OpenCV is open source computer vision library that includes functions primarily aimed at real-time computer vision.

TensorFlow

TensorFlow is an open-source software library for machine learning, primarily focused on training and inference of deep neural networks.

To install all dependencies, run pip install -r requirements.txt

Usage

To run this project, clone the repository

git clone https://github.com/victor-hugo-dc/Sudoku.git

and run

python3 main.py

Procedure

  1. Image Processing
    1.1 Gaussian Blur: Apply Gaussian smoothing to reduce image noise.

    result = cv2.cvtColor(frame.copy(), cv2.COLOR_BGR2GRAY)
    result = cv2.GaussianBlur(result, (9, 9), 1)

    We convert the frame to grayscale and then apply a Gaussian blur with a kernel size of (9, 9).

    1.2 Adaptive Threshold: Segment the regions in the image to identify the puzzle.

    result = cv2.adaptiveThreshold(result, 255, cv2.ADAPTIVE_THRESH_GAUSSIAN_C, 1, 11, 2)

    Left: Gaussian Blur applied to a Sudoku puzzle to reduce noise. Right: The application of an adaptive threshold on the image.

    After we have processed the image we can begin to extract the Sudoku puzzle from the image.

  2. Sudoku Puzzle Extraction
    2.1 Find Contours, assume the largest four-side contour is the Sudoku puzzle.
    We do this by first finding all of the contours via OpenCV's findContours() method.

    contours, _ = cv2.findContours(process_image(frame), cv2.RETR_EXTERNAL, cv2.CHAIN_APPROX_SIMPLE)

    Once we have found the contours, we want to find the largest four side contour that has a large enough minimum area.

    def extract_largest_contour(contours: list, min_contour_area: int = 20000) -> np.ndarray:
        for c in sorted(contours, key = cv2.contourArea, reverse = True)[:10]:
            peri = cv2.arcLength(c, True)
            approx = cv2.approxPolyDP(c, 0.02 * peri, True)
    
            if len(approx) == 4 and cv2.contourArea(c) >= min_contour_area:
                return approx
        
        return None

    If the contour matching this description is not found, then it is assumed that the board is not in frame.

    Figure: The largest four sided contour outlined in green.

    2.2 Find the coordinates of the corners of the contour found in the previous step.

    def extract_corners(pts: np.ndarray) -> np.ndarray:
        pts = pts.reshape((4, 2))
        rect = np.zeros((4, 1, 2), dtype = np.int32)
    
        s = pts.sum(axis = 1)
        rect[0] = pts[np.argmin(s)]
        rect[3] = pts[np.argmax(s)]
    
        diff = np.diff(pts, axis = 1)
        rect[1] = pts[np.argmin(diff)]
        rect[2] = pts[np.argmax(diff)]
        return np.float32(rect)

    Given the largest contour, we can find the coordinates of the corners by finding the most extreme points of the contour.

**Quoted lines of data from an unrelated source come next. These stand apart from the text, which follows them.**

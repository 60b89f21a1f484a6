use clap::Parser;
use std::fmt;
use std::time::Duration;

/// balldontlie standings proxy
#[derive(Parser, Debug, Clone)]
#[command(name = "standings-proxy", version, about)]
pub struct Config {
    /// HTTP listen address
    #[arg(long, env = "LISTEN_ADDR", default_value = "127.0.0.1:5001")]
    pub listen_addr: String,

    /// balldontlie API key
    #[arg(long, env = "BALLDONTLIE_API_KEY", hide_env_values = true)]
    pub api_key: Option<String>,

    /// balldontlie API base URL
    #[arg(
        long,
        env = "BALLDONTLIE_API_URL",
        default_value = "https://api.balldontlie.io"
    )]
    pub api_url: String,

    /// Timeout applied to every outbound request, in seconds
    #[arg(long, env = "HTTP_TIMEOUT_SECS", default_value = "10")]
    pub http_timeout_secs: u64,
}

impl Config {
    pub fn validate(&self) -> anyhow::Result<()> {
        let url = url::Url::parse(&self.api_url)
            .map_err(|e| anyhow::anyhow!("api_url '{}' is not a valid URL: {}", self.api_url, e))?;
        if !matches!(url.scheme(), "http" | "https") {
            anyhow::bail!("api_url must use http or https");
        }
        if self.http_timeout_secs == 0 {
            anyhow::bail!("http_timeout_secs must be positive");
        }
        Ok(())
    }

    /// The configured credential, if any. An empty value counts as absent.
    pub fn credential(&self) -> Option<ApiKey> {
        self.api_key.as_deref().and_then(ApiKey::new)
    }

    pub fn http_timeout(&self) -> Duration {
        Duration::from_secs(self.http_timeout_secs)
    }
}

/// Static provider credential. `Debug` never prints the key.
#[derive(Clone, PartialEq, Eq)]
pub struct ApiKey(String);

impl ApiKey {
    pub fn new(raw: &str) -> Option<Self> {
        let trimmed = raw.trim();
        if trimmed.is_empty() {
            None
        } else {
            Some(ApiKey(trimmed.to_string()))
        }
    }

    pub fn as_str(&self) -> &str {
        &self.0
    }

    /// Length in characters.
    pub fn len(&self) -> usize {
        self.0.chars().count()
    }

    /// First `n` characters, or the whole key if it is shorter.
    pub fn prefix(&self, n: usize) -> String {
        self.0.chars().take(n).collect()
    }

    /// Last `n` characters, or the whole key if it is shorter.
    pub fn suffix(&self, n: usize) -> String {
        let skip = self.len().saturating_sub(n);
        self.0.chars().skip(skip).collect()
    }
}

impl fmt::Debug for ApiKey {
    fn fmt(&self, f: &mut fmt::Formatter<'_>) -> fmt::Result {
        write!(f, "ApiKey(<{} chars>)", self.len())
    }
}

    2.3 Warp the image: isolate the puzzle and warp it into a square image which is easier to process.
    Once we have the coordinates of the corners, we can apply a perspective transform on the frame to isolate the Sudoku puzzle.

    (height, width, _) = frame.shape
    dimensions = np.float32([[0, 0],[width, 0], [0, height],[width, height]])
    board = warp(frame.copy(), corners, dimensions, (width, height))
    
    def warp(image: np.ndarray, src: np.ndarray, dst: np.ndarray, dsize: tuple) -> np.ndarray:
        matrix = cv2.getPerspectiveTransform(src, dst)
        return cv2.warpPerspective(image, matrix, dsize)

    Figure: Isolated board after the perspective transform.

    2.4 Divide the board 9 ways horizontally and 9 ways vertically in order to extract each individual square.
    Since we have transformed the board such that it is given to us a perfect square, we can simply divide the board nine ways both vertically and horizontally.

    [process_square(square) for row in np.vsplit(board, 9) for square in np.hsplit(row, 9)]

    The function process_square() processed the image of the square so it is ready to be input into the CNN model.

  3. Predict the Digits
    3.1 Process every square image.
    We must resize each square image to be a 28 x 28 image and we also apply an adaptive threshold to reduce noise and increase prediction accuracy. Before we resize the image, however, we crop the image to remove the borders.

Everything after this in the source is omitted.